WHAT THIS TASK INVOLVES: A verbatim reproduction of all the entries is needed.

LISTED RECORDS:
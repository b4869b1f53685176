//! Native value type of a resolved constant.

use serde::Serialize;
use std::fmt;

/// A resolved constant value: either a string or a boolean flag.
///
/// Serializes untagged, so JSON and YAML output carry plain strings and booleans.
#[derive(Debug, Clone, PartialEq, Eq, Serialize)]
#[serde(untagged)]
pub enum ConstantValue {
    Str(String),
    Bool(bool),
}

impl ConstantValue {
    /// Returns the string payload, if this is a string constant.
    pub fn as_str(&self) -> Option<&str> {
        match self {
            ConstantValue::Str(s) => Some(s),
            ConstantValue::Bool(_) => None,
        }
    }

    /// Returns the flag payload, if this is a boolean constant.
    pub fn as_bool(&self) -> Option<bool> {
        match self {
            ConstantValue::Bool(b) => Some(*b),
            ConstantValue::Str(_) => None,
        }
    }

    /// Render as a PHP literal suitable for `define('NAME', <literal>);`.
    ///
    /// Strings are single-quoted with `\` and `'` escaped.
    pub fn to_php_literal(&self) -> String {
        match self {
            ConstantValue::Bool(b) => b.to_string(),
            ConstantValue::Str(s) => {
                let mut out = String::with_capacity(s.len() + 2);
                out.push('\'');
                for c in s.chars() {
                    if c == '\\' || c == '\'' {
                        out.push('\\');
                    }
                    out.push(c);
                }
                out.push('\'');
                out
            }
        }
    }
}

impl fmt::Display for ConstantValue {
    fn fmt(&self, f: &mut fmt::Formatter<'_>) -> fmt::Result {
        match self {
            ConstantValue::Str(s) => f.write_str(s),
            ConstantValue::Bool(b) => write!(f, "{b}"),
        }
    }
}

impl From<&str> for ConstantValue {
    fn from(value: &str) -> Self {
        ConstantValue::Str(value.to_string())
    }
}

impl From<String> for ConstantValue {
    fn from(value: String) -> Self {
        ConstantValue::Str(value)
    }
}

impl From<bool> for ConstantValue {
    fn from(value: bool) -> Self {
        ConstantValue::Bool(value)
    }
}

TASK RESPONSE:
repository b4869b1f53685176
//! Native value type of a resolved constant.

use serde::Serialize;
use std::fmt;

/// A resolved constant value: either a string or a boolean flag.
///
/// Serializes untagged, so JSON and YAML output carry plain strings and booleans.
#[derive(Debug, Clone, PartialEq, Eq, Serialize)]
#[serde(untagged)]
pub enum ConstantValue {
    Str(String),
    Bool(bool),
}

impl ConstantValue {
    /// Returns the string payload, if this is a string constant.
    pub fn as_str(&self) -> Option<&str> {
        match self {
            ConstantValue::Str(s) => Some(s),
            ConstantValue::Bool(_) => None,
        }
    }

    /// Returns the flag payload, if this is a boolean constant.
    pub fn as_bool(&self) -> Option<bool> {
        match self {
            ConstantValue::Bool(b) => Some(*b),
            ConstantValue::Str(_) => None,
        }
    }

    /// Render as a PHP literal suitable for `define('NAME', <literal>);`.
    ///
    /// Strings are single-quoted with `\` and `'` escaped.
    pub fn to_php_literal(&self) -> String {
        match self {
            ConstantValue::Bool(b) => b.to_string(),
            ConstantValue::Str(s) => {
                let mut out = String::with_capacity(s.len() + 2);
                out.push('\'');
                for c in s.chars() {
                    if c == '\\' || c == '\'' {
                        out.push('\\');
                    }
                    out.push(c);
                }
                out.push('\'');
                out
            }
        }
    }
}

impl fmt::Display for ConstantValue {
    fn fmt(&self, f: &mut fmt::Formatter<'_>) -> fmt::Result {
        match self {
            ConstantValue::Str(s) => f.write_str(s),
            ConstantValue::Bool(b) => write!(f, "{b}"),
        }
    }
}

impl From<&str> for ConstantValue {
    fn from(value: &str) -> Self {
        ConstantValue::Str(value.to_string())
    }
}

impl From<String> for ConstantValue {
    fn from(value: String) -> Self {
        ConstantValue::Str(value)
    }
}

impl From<bool> for ConstantValue {
    fn from(value: bool) -> Self {
        ConstantValue::Bool(value)
    }
}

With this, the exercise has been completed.